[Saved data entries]
----

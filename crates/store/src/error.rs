use thiserror::Error;

/// Errors surfaced by the element store.
///
/// Variants map 1:1 onto the error kinds spec'd for the store component;
/// `CatalogError` in the root crate folds these in alongside every other
/// component's error type.
#[derive(Debug, Error)]
pub enum StoreError {
    #[error("element not found: {0}")]
    NotFound(String),

    #[error("element already exists: {0}")]
    AlreadyExists(String),

    #[error("invalid argument: {0}")]
    InvalidArgument(String),

    #[error("io error: {0}")]
    Io(#[from] std::io::Error),

    #[error("corrupt record at {path}: {reason}")]
    CorruptRecord { path: String, reason: String },
}

pub type StoreResult<T> = Result<T, StoreError>;
use crate::config::DistanceMetric;

/// Returns a value where smaller means "closer", regardless of metric, so
/// callers (linear scan, HNSW search) never branch on which metric is in
/// play. Dot-product similarity is negated to fit that convention.
pub fn distance(metric: DistanceMetric, a: &[f32], b: &[f32]) -> f32 {
    match metric {
        DistanceMetric::Cosine => 1.0 - cosine_similarity(a, b),
        DistanceMetric::Euclidean => euclidean(a, b),
        DistanceMetric::DotProduct => -dot(a, b),
    }
}

fn dot(a: &[f32], b: &[f32]) -> f32 {
    a.iter().zip(b).map(|(x, y)| x * y).sum()
}

fn cosine_similarity(a: &[f32], b: &[f32]) -> f32 {
    let norm_a = dot(a, a).sqrt();
    let norm_b = dot(b, b).sqrt();
    if norm_a == 0.0 || norm_b == 0.0 {
        return 0.0;
    }
    (dot(a, b) / (norm_a * norm_b)).clamp(-1.0, 1.0)
}

fn euclidean(a: &[f32], b: &[f32]) -> f32 {
    a.iter()
        .zip(b)
        .map(|(x, y)| (x - y) * (x - y))
        .sum::<f32>()
        .sqrt()
}

#[cfg(test)]
mod tests {
    use super::*;

    #[test]
    fn identical_vectors_have_zero_cosine_distance() {
        let v = vec![1.0, 2.0, 3.0];
        let d = distance(DistanceMetric::Cosine, &v, &v);
        assert!(d.abs() < 1e-5);
    }

    #[test]
    fn orthogonal_vectors_have_unit_cosine_distance() {
        let a = vec![1.0, 0.0];
        let b = vec![0.0, 1.0];
        let d = distance(DistanceMetric::Cosine, &a, &b);
        assert!((d - 1.0).abs() < 1e-5);
    }

    #[test]
    fn zero_vector_cosine_distance_is_bounded() {
        let a = vec![0.0, 0.0];
        let b = vec![1.0, 1.0];
        let d = distance(DistanceMetric::Cosine, &a, &b);
        assert!((d - 1.0).abs() < 1e-5);
    }
}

----

WORK INSTRUCTION:
This calls for an exact transcription of every entry above.

ANSWER TO THIS EXERCISE:
filename crates/store/src/error.rs
use thiserror::Error;

/// Errors surfaced by the element store.
///
/// Variants map 1:1 onto the error kinds spec'd for the store component;
/// `CatalogError` in the root crate folds these in alongside every other
/// component's error type.
#[derive(Debug, Error)]
pub enum StoreError {
    #[error("element not found: {0}")]
    NotFound(String),

    #[error("element already exists: {0}")]
    AlreadyExists(String),

    #[error("invalid argument: {0}")]
    InvalidArgument(String),

    #[error("io error: {0}")]
    Io(#[from] std::io::Error),

    #[error("corrupt record at {path}: {reason}")]
    CorruptRecord { path: String, reason: String },
}

pub type StoreResult<T> = Result<T, StoreError>;
use crate::config::DistanceMetric;

/// Returns a value where smaller means "closer", regardless of metric, so
/// callers (linear scan, HNSW search) never branch on which metric is in
/// play. Dot-product similarity is negated to fit that convention.
pub fn distance(metric: DistanceMetric, a: &[f32], b: &[f32]) -> f32 {
    match metric {
        DistanceMetric::Cosine => 1.0 - cosine_similarity(a, b),
        DistanceMetric::Euclidean => euclidean(a, b),
        DistanceMetric::DotProduct => -dot(a, b),
    }
}

fn dot(a: &[f32], b: &[f32]) -> f32 {
    a.iter().zip(b).map(|(x, y)| x * y).sum()
}

fn cosine_similarity(a: &[f32], b: &[f32]) -> f32 {
    let norm_a = dot(a, a).sqrt();
    let norm_b = dot(b, b).sqrt();
    if norm_a == 0.0 || norm_b == 0.0 {
        return 0.0;
    }
    (dot(a, b) / (norm_a * norm_b)).clamp(-1.0, 1.0)
}

fn euclidean(a: &[f32], b: &[f32]) -> f32 {
    a.iter()
        .zip(b)
        .map(|(x, y)| (x - y) * (x - y))
        .sum::<f32>()
        .sqrt()
}

#[cfg(test)]
mod tests {
    use super::*;

    #[test]
    fn identical_vectors_have_zero_cosine_distance() {
        let v = vec![1.0, 2.0, 3.0];
        let d = distance(DistanceMetric::Cosine, &v, &v);
        assert!(d.abs() < 1e-5);
    }

    #[test]
    fn orthogonal_vectors_have_unit_cosine_distance() {
        let a = vec![1.0, 0.0];
        let b = vec![0.0, 1.0];
        let d = distance(DistanceMetric::Cosine, &a, &b);
        assert!((d - 1.0).abs() < 1e-5);
    }

    #[test]
    fn zero_vector_cosine_distance_is_bounded() {
        let a = vec![0.0, 0.0];
        let b = vec![1.0, 1.0];
        let d = distance(DistanceMetric::Cosine, &a, &b);
        assert!((d - 1.0).abs() < 1e-5);
    }
}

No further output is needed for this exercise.